WHAT THE EXERCISE ASKS >>
Report only the number of lines in the records that contain the word "None".

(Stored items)
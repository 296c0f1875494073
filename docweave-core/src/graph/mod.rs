//! Dependency Graph
//!
//! This module implements the arena graph used wherever named definitions
//! must be placed in dependency order: calculated variables at compile time
//! and hydration plugins at startup.
//!
//! # Overview
//!
//! The graph is a directed graph where:
//!
//! - Nodes are named definitions, stored in an arena and addressed by
//!   [`NodeIndex`]
//! - Edges represent dependencies: if A depends on B, there is an edge from B to A
//!
//! Names are resolved to indices once, at the boundary. The sort operates on
//! indices only, and ties are broken by registration order so the result is
//! deterministic for a given input.

mod node;
mod sort;

pub use node::{GraphNode, NodeIndex};
pub use sort::DependencyGraph;
//! Peer Contract
//!
//! A peer is one hydrated component instance: a slider, a table, a chart, a
//! data loader, an engine adapter. The bus knows nothing about how a peer
//! renders; it only calls the hooks below.
//!
//! # Capabilities
//!
//! Every hook except [`Peer::destroy`] is optional. A peer advertises which
//! hooks it implements through [`Peer::capabilities`]. The bus reads the flags
//! once at registration and never calls a hook the peer did not advertise.

use async_trait::async_trait;
use bitflags::bitflags;
use serde_json::Value;

use super::signal::{Batch, InitialSignal, PeerId, SharedSignal};
use super::turn::BroadcastTurn;
use crate::error::PeerError;

bitflags! {
    /// Optional hooks a peer implements.
    #[derive(Debug, Clone, Copy, PartialEq, Eq, Hash)]
    pub struct PeerCapabilities: u8 {
        /// [`Peer::receive_batch`]
        const RECEIVE = 1 << 0;
        /// [`Peer::begin_listening`]
        const LISTEN = 1 << 1;
        /// [`Peer::broadcast_complete`]
        const SETTLE = 1 << 2;
        /// [`Peer::current_signal_value`]
        const CURRENT_VALUE = 1 << 3;
    }
}

/// The contract every hydrated component implements.
#[async_trait]
pub trait Peer: Send + Sync {
    /// Stable identifier for this instance.
    fn id(&self) -> &PeerId;

    /// Every signal this peer publishes or consumes, with the priority of
    /// its initial value.
    fn initial_signals(&self) -> Vec<InitialSignal>;

    /// The optional hooks this peer implements.
    fn capabilities(&self) -> PeerCapabilities {
        PeerCapabilities::empty()
    }

    /// Apply a batch of changes.
    ///
    /// `from` is the originating peer, or `None` for the initial
    /// distribution. The batch only holds entries this peer declared. Any
    /// change this peer derives must be sent as a new broadcast through
    /// `turn`, never by calling back into the bus directly.
    async fn receive_batch(
        &self,
        _batch: Batch,
        _from: Option<&PeerId>,
        _turn: &mut BroadcastTurn<'_>,
    ) -> Result<(), PeerError> {
        Ok(())
    }

    /// Called once after the initial distribution with the signals this
    /// peer shares with at least one other peer.
    async fn begin_listening(&self, _shared: &[SharedSignal]) -> Result<(), PeerError> {
        Ok(())
    }

    /// Settle hook, called once per fully unwound broadcast.
    async fn broadcast_complete(&self) -> Result<(), PeerError> {
        Ok(())
    }

    /// This peer's own view of a signal.
    fn current_signal_value(&self, _name: &str) -> Option<Value> {
        None
    }

    /// Release timers, listeners and connections. Must be idempotent.
    fn destroy(&self);
}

REPLY >>
2